Supplied data:
::::
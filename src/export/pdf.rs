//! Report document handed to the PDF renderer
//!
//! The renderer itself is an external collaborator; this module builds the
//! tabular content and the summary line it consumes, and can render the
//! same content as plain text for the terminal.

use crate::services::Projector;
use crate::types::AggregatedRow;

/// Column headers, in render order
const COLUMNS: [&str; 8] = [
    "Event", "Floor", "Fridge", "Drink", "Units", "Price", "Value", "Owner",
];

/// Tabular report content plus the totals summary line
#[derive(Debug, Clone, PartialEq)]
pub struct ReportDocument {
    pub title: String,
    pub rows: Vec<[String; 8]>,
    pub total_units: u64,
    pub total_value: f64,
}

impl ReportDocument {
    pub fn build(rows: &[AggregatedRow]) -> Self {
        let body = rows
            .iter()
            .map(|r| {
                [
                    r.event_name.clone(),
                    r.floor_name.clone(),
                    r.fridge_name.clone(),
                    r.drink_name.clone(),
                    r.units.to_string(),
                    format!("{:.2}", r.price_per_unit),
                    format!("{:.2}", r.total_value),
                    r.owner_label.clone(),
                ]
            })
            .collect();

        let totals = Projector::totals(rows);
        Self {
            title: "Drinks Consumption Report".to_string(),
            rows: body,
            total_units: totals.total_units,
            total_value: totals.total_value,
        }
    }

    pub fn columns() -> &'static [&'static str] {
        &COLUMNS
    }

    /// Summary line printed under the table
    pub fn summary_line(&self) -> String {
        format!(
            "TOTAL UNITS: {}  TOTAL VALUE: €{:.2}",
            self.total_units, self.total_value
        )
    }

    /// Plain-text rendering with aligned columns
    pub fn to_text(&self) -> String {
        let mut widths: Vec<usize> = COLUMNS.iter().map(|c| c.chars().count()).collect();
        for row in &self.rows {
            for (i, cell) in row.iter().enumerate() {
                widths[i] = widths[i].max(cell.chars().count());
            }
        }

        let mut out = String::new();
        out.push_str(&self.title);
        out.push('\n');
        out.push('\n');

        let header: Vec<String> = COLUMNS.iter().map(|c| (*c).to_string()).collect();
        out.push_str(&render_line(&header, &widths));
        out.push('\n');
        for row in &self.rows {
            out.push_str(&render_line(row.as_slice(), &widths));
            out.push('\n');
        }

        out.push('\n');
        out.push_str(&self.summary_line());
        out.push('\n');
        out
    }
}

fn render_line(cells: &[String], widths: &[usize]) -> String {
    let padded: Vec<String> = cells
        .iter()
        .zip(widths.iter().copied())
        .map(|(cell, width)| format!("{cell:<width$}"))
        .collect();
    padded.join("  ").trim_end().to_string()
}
::::
What you will do:
From the preceding material, extract every line exactly.

Task answer:
filename src/export/pdf.rs
//! Report document handed to the PDF renderer
//!
//! The renderer itself is an external collaborator; this module builds the
//! tabular content and the summary line it consumes, and can render the
//! same content as plain text for the terminal.

use crate::services::Projector;
use crate::types::AggregatedRow;

/// Column headers, in render order
const COLUMNS: [&str; 8] = [
    "Event", "Floor", "Fridge", "Drink", "Units", "Price", "Value", "Owner",
];

/// Tabular report content plus the totals summary line
#[derive(Debug, Clone, PartialEq)]
pub struct ReportDocument {
    pub title: String,
    pub rows: Vec<[String; 8]>,
    pub total_units: u64,
    pub total_value: f64,
}

impl ReportDocument {
    pub fn build(rows: &[AggregatedRow]) -> Self {
        let body = rows
            .iter()
            .map(|r| {
                [
                    r.event_name.clone(),
                    r.floor_name.clone(),
                    r.fridge_name.clone(),
                    r.drink_name.clone(),
                    r.units.to_string(),
                    format!("{:.2}", r.price_per_unit),
                    format!("{:.2}", r.total_value),
                    r.owner_label.clone(),
                ]
            })
            .collect();

        let totals = Projector::totals(rows);
        Self {
            title: "Drinks Consumption Report".to_string(),
            rows: body,
            total_units: totals.total_units,
            total_value: totals.total_value,
        }
    }

    pub fn columns() -> &'static [&'static str] {
        &COLUMNS
    }

    /// Summary line printed under the table
    pub fn summary_line(&self) -> String {
        format!(
            "TOTAL UNITS: {}  TOTAL VALUE: €{:.2}",
            self.total_units, self.total_value
        )
    }

    /// Plain-text rendering with aligned columns
    pub fn to_text(&self) -> String {
        let mut widths: Vec<usize> = COLUMNS.iter().map(|c| c.chars().count()).collect();
        for row in &self.rows {
            for (i, cell) in row.iter().enumerate() {
                widths[i] = widths[i].max(cell.chars().count());
            }
        }

        let mut out = String::new();
        out.push_str(&self.title);
        out.push('\n');
        out.push('\n');

        let header: Vec<String> = COLUMNS.iter().map(|c| (*c).to_string()).collect();
        out.push_str(&render_line(&header, &widths));
        out.push('\n');
        for row in &self.rows {
            out.push_str(&render_line(row.as_slice(), &widths));
            out.push('\n');
        }

        out.push('\n');
        out.push_str(&self.summary_line());
        out.push('\n');
        out
    }
}

fn render_line(cells: &[String], widths: &[usize]) -> String {
    let padded: Vec<String> = cells
        .iter()
        .zip(widths.iter().copied())
        .map(|(cell, width)| format!("{cell:<width$}"))
        .collect();
    padded.join("  ").trim_end().to_string()
}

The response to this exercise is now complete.